そんな蒼人を見て察したのか、太陽はおれに的を絞って話しかけてきた。
「お前らって、いつもそんな感じなの?」
先程の『付き合ってんの?』という問いかけに対しては、全く意味がわからないので首を傾げるしかないが、『いつもそんな感じなの?』と聞かれたら、首を縦に振ることに躊躇はない。
「おれ達、産まれた時からずっと一緒で、家族ぐるみで仲が良いんだ」
太陽の質問するところの意図が分からず、純粋に仲が良いんだなと言われたと思い、それが嬉しくてニコニコと笑顔を見せて答えた。

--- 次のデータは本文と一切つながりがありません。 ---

mod common;

use std::collections::BTreeMap;
use std::time::{Duration, Instant};

use common::TestServer;
use lanherald::codec::TYPE_SRV;
use lanherald::{
    Browser, Hostname, Message, Provider, Record, RecordData, ServiceDefinition, ServiceEvent,
};

const STYPE: &[u8] = b"_http._tcp.local.";

fn definition() -> ServiceDefinition {
    let mut attributes = BTreeMap::new();
    attributes.insert(b"path".to_vec(), b"/docs".to_vec());
    ServiceDefinition {
        name: b"web".to_vec(),
        stype: STYPE.to_vec(),
        port: 8080,
        attributes,
    }
}

/// Register a hostname and publish a service through it, delivering
/// the announcer's traffic to a browser on "another machine".
#[test]
fn test_published_service_is_discovered() {
    let announcer = TestServer::new();
    let observer = TestServer::new();
    let t0 = Instant::now();

    // The publishing side: hostname, then the service
    let mut hostname = Hostname::with_base(&b"mybox.local."[..], vec!["192.168.1.5".parse().unwrap()]);
    let mut provider = Provider::new();
    hostname.assert_hostname(t0, &announcer);

    let registered = hostname.poll(t0 + Duration::from_secs(2)).unwrap();
    provider.on_hostname_changed(&registered, t0 + Duration::from_secs(2), &announcer);
    provider.update(definition(), t0 + Duration::from_secs(2), &announcer);
    provider.poll(t0 + Duration::from_secs(4), &announcer);

    // The browsing side consumes everything the announcer put on the
    // wire
    let mut browser = Browser::new(STYPE);
    let mut events = Vec::new();
    for message in announcer.received_messages() {
        events.extend(browser.handle_message(&message, t0 + Duration::from_secs(4)));
    }

    assert_eq!(events.len(), 1);
    match &events[0] {
        ServiceEvent::Added(service) => {
            assert_eq!(service.name, b"web._http._tcp.local.");
            assert_eq!(service.port, 8080);
            assert_eq!(
                service.attributes.get(&b"path".to_vec()),
                Some(&b"/docs".to_vec())
            );
        }
        other => panic!("expected Added, got {other:?}"),
    }

    // The browser answers its own periodic queries with known answers
    browser.poll(t0 + Duration::from_secs(5), &observer);
    let query = &observer.received_messages()[0];
    assert!(!query.response);
    assert!(!query.records.is_empty());
}

/// A goodbye for the record set removes the service on the browser.
#[test]
fn test_goodbye_removes_discovered_service() {
    let announcer = TestServer::new();
    let t0 = Instant::now();

    let mut hostname = Hostname::with_base(&b"mybox.local."[..], vec!["192.168.1.5".parse().unwrap()]);
    let mut provider = Provider::new();
    hostname.assert_hostname(t0, &announcer);
    let registered = hostname.poll(t0 + Duration::from_secs(2)).unwrap();
    provider.on_hostname_changed(&registered, t0 + Duration::from_secs(2), &announcer);
    provider.update(definition(), t0 + Duration::from_secs(2), &announcer);
    provider.poll(t0 + Duration::from_secs(4), &announcer);

    let mut browser = Browser::new(STYPE);
    for message in announcer.received_messages() {
        browser.handle_message(&message, t0 + Duration::from_secs(4));
    }
    assert_eq!(browser.services().count(), 1);

    announcer.clear();
    provider.farewell(&announcer);

    let mut events = Vec::new();
    for message in announcer.received_messages() {
        events.extend(browser.handle_message(&message, t0 + Duration::from_secs(5)));
    }
    assert_eq!(events.len(), 1);
    assert!(matches!(events[0], ServiceEvent::Removed(_)));
    assert_eq!(browser.services().count(), 0);
}

/// A competing claim during the probe window renames the instance
/// before anything is announced.
#[test]
fn test_probe_conflict_renames_before_announcement() {
    let announcer = TestServer::new();
    let t0 = Instant::now();

    let mut hostname = Hostname::with_base(&b"mybox.local."[..], vec!["192.168.1.5".parse().unwrap()]);
    let mut provider = Provider::new();
    hostname.assert_hostname(t0, &announcer);
    let registered = hostname.poll(t0 + Duration::from_secs(2)).unwrap();
    provider.on_hostname_changed(&registered, t0 + Duration::from_secs(2), &announcer);
    provider.update(definition(), t0 + Duration::from_secs(2), &announcer);

    // A peer already owns web._http._tcp.local.
    let mut conflict = Message::new();
    conflict.response = true;
    conflict.records.push(Record::new(
        &b"web._http._tcp.local."[..],
        3600,
        RecordData::Srv {
            priority: 0,
            weight: 0,
            port: 9,
            target: b"peer.local.".to_vec(),
        },
    ));
    provider.handle_message(&conflict, t0 + Duration::from_secs(3), &announcer);
    provider.poll(t0 + Duration::from_secs(6), &announcer);

    let mut browser = Browser::new(STYPE);
    let mut events = Vec::new();
    for message in announcer.received_messages() {
        events.extend(browser.handle_message(&message, t0 + Duration::from_secs(6)));
    }

    assert_eq!(events.len(), 1);
    match &events[0] {
        ServiceEvent::Added(service) => {
            assert_eq!(service.name, b"web-2._http._tcp.local.");
        }
        other => panic!("expected Added, got {other:?}"),
    }
}

/// A directed SRV query against the announcer is answered from the
/// published set.
#[test]
fn test_browser_query_is_answered_by_provider() {
    let announcer = TestServer::new();
    let t0 = Instant::now();

    let mut hostname = Hostname::with_base(&b"mybox.local."[..], vec!["192.168.1.5".parse().unwrap()]);
    let mut provider = Provider::new();
    hostname.assert_hostname(t0, &announcer);
    let registered = hostname.poll(t0 + Duration::from_secs(2)).unwrap();
    provider.on_hostname_changed(&registered, t0 + Duration::from_secs(2), &announcer);
    provider.update(definition(), t0 + Duration::from_secs(2), &announcer);
    provider.poll(t0 + Duration::from_secs(4), &announcer);
    announcer.clear();

    let mut query = Message::new();
    query
        .queries
        .push(lanherald::Query::new(&b"web._http._tcp.local."[..], TYPE_SRV));
    query.address = Some("192.168.1.9:49152".parse().unwrap());
    provider.handle_message(&query, t0 + Duration::from_secs(5), &announcer);

    let replies = announcer.received_messages();
    assert_eq!(replies.len(), 1);
    assert!(replies[0].response);
    assert_eq!(replies[0].records.len(), 1);
    assert_eq!(replies[0].records[0].rtype(), TYPE_SRV);
    assert_eq!(replies[0].records[0].target(), Some(&b"mybox.local."[..]));
}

先程一瞬だけ持った警戒心など、あっという間に消え去ってしまっていた。それだけ、太陽は人の懐に入り込むことに長けているのだと思う。
「そっかぁ……。んで、それで付き合ってないんだ?」
そこで再び、太陽の質問がふりだしに戻る。
「んー? 別につきあってないし」
そう言って首を傾げるおれに、太陽は苦笑する。
産まれた時から一緒で、家族ぐるみで仲が良くて。……それが当たり前になっているから、そんなこと言われる意味が心底分からなくて、うーん……と唸ることしかできない。
太陽は蒼人へ視線を向けると、ポンポンっと肩を叩いて何やら一人分かったように頷いた。
はじめましてがそんな感じのスタートだったわけだけど、おれ達はいつの間にか三人で過ごす事が多くなっていた。
おれがオメガで蒼人がアルファで太陽がベータ。一見アンバランスかのように感じる組み合わせだったけど、意外にうまく行っていた。
でもおれと蒼人はアルファとオメガの教育に特化している高校へと進学を決めた。
だからこんな三人の関係も終わりだと思っていたのに、太陽も同じ高校への進学希望を出すと聞いて驚いた。おれ達と一緒に過ごす中で、第二性に興味を持ち、学びたいと思ったんだそうだ。
共通の目標を持ったおれ達は、中学二年の冬から本格的に受験勉強を始めた。一般的にはまだ早いと思われる時期だったけど、おれ達の目指す学校は人気もあり難易度も高い。三人揃って合格するためには、早すぎることはなかった。
蒼人と二人だけの世界に中学生になって飛び込んで来た太陽の存在は、おれ達の産まれた時からの関係を崩すことなく、自然にうまく調和していった。